MP: There are statistics and rankings that contradict your premise – studies that show Minnesota ranks high in its work force, high in innovation with sectors like medical technology …

JH: In its time, when they were newer, rising companies, as opposed to mature companies, the medical products companies that we have in Minnesota — which are fantastic companies, no doubt about it — were very high tech. And they still are, in a way, but if you look at the Kauffman Index on innovation, we rank very, very low. We were the original Silicon Valley.

MP: So what do you think happened?

JH: We have taxes that are way to high. We have stultifying regulations. We have a political culture that is way too complacent. Part of the problem is that we Minnesotans have been way too complacent, way too easily persuaded that we’ve got the right solutions, we’re doing things the right way. Everybody else should learn from us. While we have been resting on our laurels, the truth is we have been slipping behind. 

MP: Do you plan to take the center’s policy initiatives in a different direction?

JH: No. We’re not going to go in a different policy direction. What we are going to do is broaden our efforts at communication. Historically, the center, like most think tanks, has really undertaken to communicate with a pretty limited audience: the relatively limited number of people who are interested in things like research papers and programs about public policy issues. That’s a relatively thin slice. It’s an important slice, but I think that to really impact Minnesota’s political culture — and I mean that in the broad sense, not in the partisan sense, but in the broad sense of philosophically of how people feel, how they think about government — to be really influential we’ve just got to talk to a lot more people. I want to be communicating to millions of Minnesotans.  And I know a little bit about doing that. I know a little bit about mass communication.

MP: You mention the need to go beyond partisanship, although your Power Line blog is quite partisan.
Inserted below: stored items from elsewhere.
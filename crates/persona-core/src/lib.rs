//! Shared data model, configuration and error taxonomy for persona analysis

pub mod artifact;
mod config;
mod error;
mod progress;
mod types;

pub use config::{Config, ConfigFile, InferenceSettings, RedditCredentials};
pub use error::AnalysisError;
pub use progress::{ProgressSink, SilentProgress, Stage, TracingProgress};
pub use types::{
    clamp_unit, truncate_chars, ActivitySummary, Citation, ContentItem, ContentKind, ContentSet,
    Motivations, Persona, PersonaCharacteristic, PersonaOrigin, PersonalityAxes,
    CITATION_CONTENT_CHARS,
};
How do you mesh the two ventures?

JH: They are totally different entities. [But] I am going to use the Power Line to promote the center. And I am going to use the center’s content … as a source of supply for Power Line. But they are operating in different media. They’re different entities. They’ll remain different.

MP: Does Minnesota have a role to play in developing national policies?

JH: Absolutely, the distinction between local issues and national issues is just almost obliterated these days. Any local issue you can talk about is reflected on the national scene.

MP: How are you planning on doing that?

JH: Research papers, which lead to op-eds and which give rise to radio advertising and Internet videos. We are going to record our first radio ads next week, and I think our first Internet video is going to be finished tomorrow and you’ll be seeing some of these things.

MP: Were you always a conservative?

JH: Oh heck, no [laughs]. At one time I was way, way over on the left. I didn’t go to jail, but I was very far on the left and then I made a very gradual transition. I voted for Jimmy Carter in 1976. I voted for John Anderson in 1980. I’d figured out that Carter was disaster, but I thought Reagan was a dangerous radical and it was really observing the successes of the Reagan administration in the 1980s that caused me to become a conservative. And also just the experiences of life. Practicing law, living the real world, observing from that vantage point how things actually work, dispels a lot of left-wing illusions I think.